### [THE PROBLEM]
Reproduce exactly, and only, the lines running from the start of the entries below to the line containing "use crate::error::EngineError;".

### [RECORDS SUPPLIED]
Start of Block

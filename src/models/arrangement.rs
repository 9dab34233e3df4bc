//! Work arrangements and their rate cards.
//!
//! A role carries one [`WorkArrangementRates`] per [`ArrangementKey`]. The set
//! of arrangements is closed, so tables are indexed by the enum rather than by
//! free-form strings.

use std::fmt;
use std::str::FromStr;

use rust_decimal::Decimal;
use serde::{Deserialize, Serialize};

use crate::calculation::parse_lenient;
use crate::error::EngineError;

/// One of the six fixed employment contexts a role can be priced for.
///
/// Deserializes from either the snake_case key used in the rate card files
/// or the display label shown in the UI.
///
/// # Example
///
/// ```
/// use rate_engine::models::ArrangementKey;
///
/// let key: ArrangementKey = "(On-Site) - UK".parse().unwrap();
/// assert_eq!(key, ArrangementKey::OnSiteUk);
/// assert_eq!(key.label(), "(On-Site) - UK");
/// ```
#[derive(Debug, Clone, Copy, PartialEq, Eq, PartialOrd, Ord, Hash, Serialize, Deserialize)]
#[serde(rename_all = "snake_case")]
pub enum ArrangementKey {
    /// Work from home / remote with flexible hours, UK based.
    #[serde(alias = "(WFM/Remote - Flexible) UK")]
    WfmRemoteFlexibleUk,
    /// Work from home / remote with flexible hours, landed.
    #[serde(alias = "(WFM/Remote - Flexible) Landed")]
    WfmRemoteFlexibleLanded,
    /// On-site in the UK.
    #[serde(alias = "(On-Site) - UK")]
    OnSiteUk,
    /// On-site, landed.
    #[serde(alias = "(On-Site) - Landed")]
    OnSiteLanded,
    /// Fully remote, UK based.
    #[serde(alias = "(Remote) - UK")]
    RemoteUk,
    /// Returner programme, remote, UK based.
    #[serde(alias = "(Returner remote) - UK")]
    ReturnerRemoteUk,
}

impl ArrangementKey {
    /// All arrangements in display order.
    pub const ALL: [ArrangementKey; 6] = [
        ArrangementKey::WfmRemoteFlexibleUk,
        ArrangementKey::WfmRemoteFlexibleLanded,
        ArrangementKey::OnSiteUk,
        ArrangementKey::OnSiteLanded,
        ArrangementKey::RemoteUk,
        ArrangementKey::ReturnerRemoteUk,
    ];

    /// The label shown to users.
    pub fn label(self) -> &'static str {
        match self {
            ArrangementKey::WfmRemoteFlexibleUk => "(WFM/Remote - Flexible) UK",
            ArrangementKey::WfmRemoteFlexibleLanded => "(WFM/Remote - Flexible) Landed",
            ArrangementKey::OnSiteUk => "(On-Site) - UK",
            ArrangementKey::OnSiteLanded => "(On-Site) - Landed",
            ArrangementKey::RemoteUk => "(Remote) - UK",
            ArrangementKey::ReturnerRemoteUk => "(Returner remote) - UK",
        }
    }

    /// The snake_case key used in rate card files.
    pub fn key(self) -> &'static str {
        match self {
            ArrangementKey::WfmRemoteFlexibleUk => "wfm_remote_flexible_uk",
            ArrangementKey::WfmRemoteFlexibleLanded => "wfm_remote_flexible_landed",
            ArrangementKey::OnSiteUk => "on_site_uk",
            ArrangementKey::OnSiteLanded => "on_site_landed",
            ArrangementKey::RemoteUk => "remote_uk",
            ArrangementKey::ReturnerRemoteUk => "returner_remote_uk",
        }
    }
}

impl fmt::Display for ArrangementKey {
    fn fmt(&self, f: &mut fmt::Formatter<'_>) -> fmt::Result {
        f.write_str(self.label())
    }
}

impl FromStr for ArrangementKey {
    type Err = EngineError;

    fn from_str(s: &str) -> Result<Self, Self::Err> {
        let trimmed = s.trim();
        ArrangementKey::ALL
            .into_iter()
            .find(|key| key.label() == trimmed || key.key() == trimmed)
            .ok_or_else(|| EngineError::UnknownArrangement {
                label: s.to_string(),
            })
    }
}

/// Names one of the thirteen fields of a [`WorkArrangementRates`] record.
#[derive(Debug, Clone, Copy, PartialEq, Eq, Hash, Serialize, Deserialize)]
#[serde(rename_all = "snake_case")]
pub enum RateField {
    /// Gross daily billing rate.
    DayRate,
    /// Tolerance deduction.
    Tolerance,
    /// Travel and daily allowance deduction.
    Tada,
    /// Near-delivery deduction.
    NearDelivery,
    /// MCB/CRM deduction.
    McbCrm,
    /// DAB Delphi deduction.
    DabDelphi,
    /// DAB Apex deduction.
    DabApex,
    /// DAB Big Data deduction.
    DabBigData,
    /// WS deduction.
    Ws,
    /// Saiven rate (inherited by ACR resources).
    Saiven,
    /// BAU rate (inherited by Reference resources).
    Bau,
    /// Spectrum profit deduction.
    SpectrumProfit,
    /// Day rate after deductions.
    BasicRate,
}

impl RateField {
    /// The eleven fields subtracted from the day rate to reach the basic rate.
    pub const DEDUCTIONS: [RateField; 11] = [
        RateField::Tolerance,
        RateField::Tada,
        RateField::NearDelivery,
        RateField::McbCrm,
        RateField::DabDelphi,
        RateField::DabApex,
        RateField::DabBigData,
        RateField::Ws,
        RateField::Saiven,
        RateField::Bau,
        RateField::SpectrumProfit,
    ];
}

/// The rate card for one role under one work arrangement.
///
/// `basic_rate` is stored as entered; it is only brought back in line with
/// the other fields when the basic rate calculator is run over the record.
#[derive(Debug, Clone, Default, PartialEq, Eq, Serialize, Deserialize)]
pub struct WorkArrangementRates {
    /// Gross daily billing rate.
    pub day_rate: Decimal,
    /// Tolerance deduction.
    pub tolerance: Decimal,
    /// Travel and daily allowance deduction.
    pub tada: Decimal,
    /// Near-delivery deduction.
    pub near_delivery: Decimal,
    /// MCB/CRM deduction.
    pub mcb_crm: Decimal,
    /// DAB Delphi deduction.
    pub dab_delphi: Decimal,
    /// DAB Apex deduction.
    pub dab_apex: Decimal,
    /// DAB Big Data deduction.
    pub dab_big_data: Decimal,
    /// WS deduction.
    pub ws: Decimal,
    /// Saiven rate.
    pub saiven: Decimal,
    /// BAU rate.
    pub bau: Decimal,
    /// Spectrum profit deduction.
    pub spectrum_profit: Decimal,
    /// Day rate after deductions.
    pub basic_rate: Decimal,
}

impl WorkArrangementRates {
    /// Returns the value of a single field.
    pub fn get(&self, field: RateField) -> Decimal {
        match field {
            RateField::DayRate => self.day_rate,
            RateField::Tolerance => self.tolerance,
            RateField::Tada => self.tada,
            RateField::NearDelivery => self.near_delivery,
            RateField::McbCrm => self.mcb_crm,
            RateField::DabDelphi => self.dab_delphi,
            RateField::DabApex => self.dab_apex,
            RateField::DabBigData => self.dab_big_data,
            RateField::Ws => self.ws,
            RateField::Saiven => self.saiven,
            RateField::Bau => self.bau,
            RateField::SpectrumProfit => self.spectrum_profit,
            RateField::BasicRate => self.basic_rate,
        }
    }
}

/// Raw form values for a [`WorkArrangementRates`] record, exactly as typed.
#[derive(Debug, Clone, Default, PartialEq, Eq, Serialize, Deserialize)]
#[serde(default)]
pub struct WorkArrangementForm {
    /// Gross daily billing rate.
    pub day_rate: String,
    /// Tolerance deduction.
    pub tolerance: String,
    /// Travel and daily allowance deduction.
    pub tada: String,
    /// Near-delivery deduction.
    pub near_delivery: String,
    /// MCB/CRM deduction.
    pub mcb_crm: String,
    /// DAB Delphi deduction.
    pub dab_delphi: String,
    /// DAB Apex deduction.
    pub dab_apex: String,
    /// DAB Big Data deduction.
    pub dab_big_data: String,
    /// WS deduction.
    pub ws: String,
    /// Saiven rate.
    pub saiven: String,
    /// BAU rate.
    pub bau: String,
    /// Spectrum profit deduction.
    pub spectrum_profit: String,
    /// Day rate after deductions.
    pub basic_rate: String,
}

impl WorkArrangementForm {
    /// Parses every field, treating blank or non-numeric input as zero.
    ///
    /// # Example
    ///
    /// ```
    /// use rate_engine::models::WorkArrangementForm;
    /// use rust_decimal::Decimal;
    ///
    /// let form = WorkArrangementForm {
    ///     day_rate: "800".to_string(),
    ///     tolerance: "abc".to_string(),
    ///     ..Default::default()
    /// };
    /// let rates = form.to_rates();
    /// assert_eq!(rates.day_rate, Decimal::new(800, 0));
    /// assert_eq!(rates.tolerance, Decimal::ZERO);
    /// ```
    pub fn to_rates(&self) -> WorkArrangementRates {
        WorkArrangementRates {
            day_rate: parse_lenient(&self.day_rate),
            tolerance: parse_lenient(&self.tolerance),
            tada: parse_lenient(&self.tada),
            near_delivery: parse_lenient(&self.near_delivery),
            mcb_crm: parse_lenient(&self.mcb_crm),
            dab_delphi: parse_lenient(&self.dab_delphi),
            dab_apex: parse_lenient(&self.dab_apex),
            dab_big_data: parse_lenient(&self.dab_big_data),
            ws: parse_lenient(&self.ws),
            saiven: parse_lenient(&self.saiven),
            bau: parse_lenient(&self.bau),
            spectrum_profit: parse_lenient(&self.spectrum_profit),
            basic_rate: parse_lenient(&self.basic_rate),
        }
    }

    /// Returns true if any field has been filled in.
    pub fn is_filled(&self) -> bool {
        [
            &self.day_rate,
            &self.tolerance,
            &self.tada,
            &self.near_delivery,
            &self.mcb_crm,
            &self.dab_delphi,
            &self.dab_apex,
            &self.dab_big_data,
            &self.ws,
            &self.saiven,
            &self.bau,
            &self.spectrum_profit,
            &self.basic_rate,
        ]
        .iter()
        .any(|value| !value.trim().is_empty())
    }
}

impl From<&WorkArrangementRates> for WorkArrangementForm {
    fn from(rates: &WorkArrangementRates) -> Self {
        WorkArrangementForm {
            day_rate: rates.day_rate.to_string(),
            tolerance: rates.tolerance.to_string(),
            tada: rates.tada.to_string(),
            near_delivery: rates.near_delivery.to_string(),
            mcb_crm: rates.mcb_crm.to_string(),
            dab_delphi: rates.dab_delphi.to_string(),
            dab_apex: rates.dab_apex.to_string(),
            dab_big_data: rates.dab_big_data.to_string(),
            ws: rates.ws.to_string(),
            saiven: rates.saiven.to_string(),
            bau: rates.bau.to_string(),
            spectrum_profit: rates.spectrum_profit.to_string(),
            basic_rate: rates.basic_rate.to_string(),
        }
    }
}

End of Block

### [EXERCISE SOLUTION]
filename src/models/arrangement.rs
repository 9dab34233e3df4bc
//! Work arrangements and their rate cards.
//!
//! A role carries one [`WorkArrangementRates`] per [`ArrangementKey`]. The set
//! of arrangements is closed, so tables are indexed by the enum rather than by
//! free-form strings.

use std::fmt;
use std::str::FromStr;

use rust_decimal::Decimal;
use serde::{Deserialize, Serialize};

use crate::calculation::parse_lenient;
use crate::error::EngineError;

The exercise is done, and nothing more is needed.